I thought back to the day before and the quiet, sort of sad little wedding at the justice of the peace’s office. Garner had looked nervous, perspiring in a dark suit, and I thought Brenda was going to burst into tears at any moment. She wore a pale blue dress I’d seen her in several times before. Her best, I knew. It was a dress she wouldn’t be able to get into in another week or two. I teared up during the wedding, remembering how she’d paged through the Brides magazine with such longing. She would never wear one of those long lacy wedding gowns. She would never have a string of bridesmaids and groomsmen. Just me as her maid of honor and Reed as Garner’s best man.

“Simple,” I answered Buddy. “I felt more sad than anything else. It wasn’t exactly joyous.”

“I can’t believe she’s going back to school with you like she’s not a married girl,” Buddy said. “Married woman.”

“I know,” I agreed. “Still, it’s good she can finish out the year. Then maybe she’ll pick it up again someday.”

“She should’ve dropped Garner for me,” Buddy said. “I wouldn’t have let her get in this predicament.” He’d had a crush on Brenda since we were all in high school together, but Brenda only had eyes for Garner. “You think she’s really after him for his money?” he asked.

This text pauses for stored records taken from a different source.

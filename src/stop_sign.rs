//! Cooperative cancellation shared by every crawl loop.
//!
//! Once signed, a loop that observes the sign records an acknowledgement under its
//! component code (see [`StopSign::deal`]) and stops instead of doing more work.

use std::collections::HashMap;
use std::sync::atomic::{AtomicBool, Ordering};

use log::debug;
use parking_lot::Mutex;
use tokio::sync::Notify;

#[derive(Debug, Default)]
struct SignState {
    signed: bool,
    deals: HashMap<String, u32>,
}

/// A resettable stop flag with per-component acknowledgement counters.
#[derive(Debug, Default)]
pub struct StopSign {
    state: Mutex<SignState>,
    // Lock-free mirror of `state.signed` for hot-path checks.
    signed: AtomicBool,
    notify: Notify,
}

impl StopSign {
    pub fn new() -> Self {
        Self::default()
    }

    /// Raises the sign. Returns `false` if it was already raised.
    pub fn sign(&self) -> bool {
        let mut state = self.state.lock();
        if state.signed {
            return false;
        }
        state.signed = true;
        self.signed.store(true, Ordering::SeqCst);
        self.notify.notify_waiters();
        debug!("Stop sign raised");
        true
    }

    #[inline]
    pub fn signed(&self) -> bool {
        self.signed.load(Ordering::SeqCst)
    }

    /// Lowers the sign and forgets every acknowledgement.
    pub fn reset(&self) {
        let mut state = self.state.lock();
        state.signed = false;
        state.deals.clear();
        self.signed.store(false, Ordering::SeqCst);
    }

    /// Records that `code` noticed the sign. No effect unless signed.
    pub fn deal(&self, code: &str) {
        let mut state = self.state.lock();
        if !state.signed {
            return;
        }
        *state.deals.entry(code.to_string()).or_insert(0) += 1;
    }

    /// Acknowledgements recorded for `code` since the last sign.
    pub fn deal_count(&self, code: &str) -> u32 {
        self.state.lock().deals.get(code).copied().unwrap_or(0)
    }

    /// Acknowledgements recorded across all codes.
    pub fn deal_total(&self) -> u32 {
        self.state.lock().deals.values().sum()
    }

    /// Resolves once the sign is raised; immediately if it already is.
    pub async fn signaled(&self) {
        loop {
            let notified = self.notify.notified();
            if self.signed() {
                return;
            }
            notified.await;
        }
    }

    /// Renders `signed: false` or the signed state with per-code counts, sorted by code.
    pub fn summary(&self) -> String {
        let state = self.state.lock();
        if !state.signed {
            return "signed: false".to_string();
        }
        let mut deals: Vec<_> = state.deals.iter().collect();
        deals.sort();
        let deals = deals
            .into_iter()
            .map(|(code, count)| format!("{}: {}", code, count))
            .collect::<Vec<_>>()
            .join(", ");
        format!("signed: true, dealCount: {{{}}}", deals)
    }
}
//! Run state of a scheduler.
//!
//! The state is a single atomic byte so that `start` and `stop` can claim their
//! transition with a compare-and-set and never run twice concurrently.

use std::fmt;
use std::sync::atomic::{AtomicU8, Ordering};

use serde::Serialize;

#[derive(Debug, Clone, Copy, PartialEq, Eq, Serialize)]
#[repr(u8)]
pub enum RunStatus {
    NotStarted = 0,
    Running = 1,
    Stopped = 2,
}

impl RunStatus {
    fn from_u8(value: u8) -> Self {
        match value {
            1 => RunStatus::Running,
            2 => RunStatus::Stopped,
            _ => RunStatus::NotStarted,
        }
    }
}

impl fmt::Display for RunStatus {
    fn fmt(&self, f: &mut fmt::Formatter<'_>) -> fmt::Result {
        let name = match self {
            RunStatus::NotStarted => "not started",
            RunStatus::Running => "running",
            RunStatus::Stopped => "stopped",
        };
        f.write_str(name)
    }
}

#[derive(Debug)]
pub struct RunState(AtomicU8);

impl Default for RunState {
    fn default() -> Self {
        Self(AtomicU8::new(RunStatus::NotStarted as u8))
    }
}

impl RunState {
    pub fn new() -> Self {
        Self::default()
    }

    /// Current status.
    pub fn get(&self) -> RunStatus {
        RunStatus::from_u8(self.0.load(Ordering::SeqCst))
    }

    #[inline]
    pub fn is_running(&self) -> bool {
        self.get() == RunStatus::Running
    }

    /// Moves to `Running` from `NotStarted` or `Stopped`. Fails if already running.
    pub fn begin(&self) -> bool {
        [RunStatus::NotStarted, RunStatus::Stopped]
            .into_iter()
            .any(|from| self.transition(from, RunStatus::Running))
    }

    /// Moves from `Running` to `Stopped`.
    pub fn finish(&self) -> bool {
        self.transition(RunStatus::Running, RunStatus::Stopped)
    }

    fn transition(&self, from: RunStatus, to: RunStatus) -> bool {
        self.0
            .compare_exchange(from as u8, to as u8, Ordering::SeqCst, Ordering::SeqCst)
            .is_ok()
    }
}

#[cfg(test)]
mod tests {
    use super::*;

    #[test]
    fn transitions() {
        let state = RunState::new();
        assert_eq!(state.get(), RunStatus::NotStarted);
        assert!(!state.finish());
        assert!(state.begin());
        assert!(!state.begin());
        assert!(state.is_running());
        assert!(state.finish());
        assert!(!state.finish());
        assert_eq!(state.get(), RunStatus::Stopped);
        assert!(state.begin());
    }
}
//! Unbounded FIFO buffer between analysis and the bounded request queue.
//!
//! Analysis can discover many requests at once; they always land here first so the
//! analyze loop never waits on the request queue. The scheduling loop meters them out.

use std::sync::atomic::{AtomicBool, Ordering};

use crossbeam::queue::SegQueue;
use log::debug;

use crate::request::Request;

/// Thread-safe request buffer with a one-way close.
#[derive(Debug, Default)]
pub struct RequestCache {
    queue: SegQueue<Request>,
    closed: AtomicBool,
}

impl RequestCache {
    /// An empty, open cache.
    pub fn new() -> Self {
        Self::default()
    }

    /// Appends `request`. Returns `false` once the cache is closed.
    pub fn put(&self, request: Request) -> bool {
        if self.is_closed() {
            return false;
        }
        self.queue.push(request);
        true
    }

    /// Pops the oldest request. Always `None` once closed.
    pub fn get(&self) -> Option<Request> {
        if self.is_closed() {
            return None;
        }
        self.queue.pop()
    }

    /// Closes the cache. Remaining entries are abandoned, not drained.
    pub fn close(&self) {
        if !self.closed.swap(true, Ordering::SeqCst) {
            debug!("Request cache closed with {} entries left", self.queue.len());
        }
    }

    /// Whether the cache was closed. A closed cache rejects every `put`.
    pub fn is_closed(&self) -> bool {
        self.closed.load(Ordering::SeqCst)
    }

    #[inline]
    pub fn len(&self) -> usize {
        self.queue.len()
    }

    #[inline]
    pub fn is_empty(&self) -> bool {
        self.queue.is_empty()
    }

    /// One-line state report, e.g. `status: running, length: 3`.
    pub fn summary(&self) -> String {
        let status = if self.is_closed() { "closed" } else { "running" };
        format!("status: {}, length: {}", status, self.len())
    }
}

#[cfg(test)]
mod tests {
    use super::*;

    fn req(path: &str) -> Request {
        Request::parse(&format!("http://example.com/{}", path), 0).unwrap()
    }

    #[test]
    fn preserves_fifo_order() {
        let cache = RequestCache::new();
        for i in 0..5 {
            assert!(cache.put(req(&i.to_string())));
        }
        let paths: Vec<String> = std::iter::from_fn(|| cache.get())
            .map(|r| r.url.path().to_string())
            .collect();
        assert_eq!(paths, ["/0", "/1", "/2", "/3", "/4"]);
    }

    #[test]
    fn closed_cache_refuses_everything() {
        let cache = RequestCache::new();
        cache.put(req("a"));
        cache.close();
        cache.close();
        assert!(!cache.put(req("b")));
        assert!(cache.get().is_none());
        assert_eq!(cache.summary(), "status: closed, length: 1");
    }

    #[test]
    fn summary_while_running() {
        let cache = RequestCache::new();
        cache.put(req("a"));
        cache.put(req("b"));
        assert_eq!(cache.summary(), "status: running, length: 2");
    }
}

“Hell, no,” I said. “How could you think that? She adores him.” Garner’s father was probably the wealthiest man in Round Hill, but I’d never even heard Brenda mention the money Garner was sure to inherit.

“Well, maybe she could talk Garner into telling his daddy to stop raising my rent,” Buddy said. Randy Cleveland owned nearly half the buildings in town, including the one that housed Buddy’s car shop.

“I doubt she has that sort of clout,” I said.

“Well anyhow,” he said, “don’t you ever let what happened to Brenda happen to you.” There was a warning in his voice like he’d break my neck if I came home pregnant.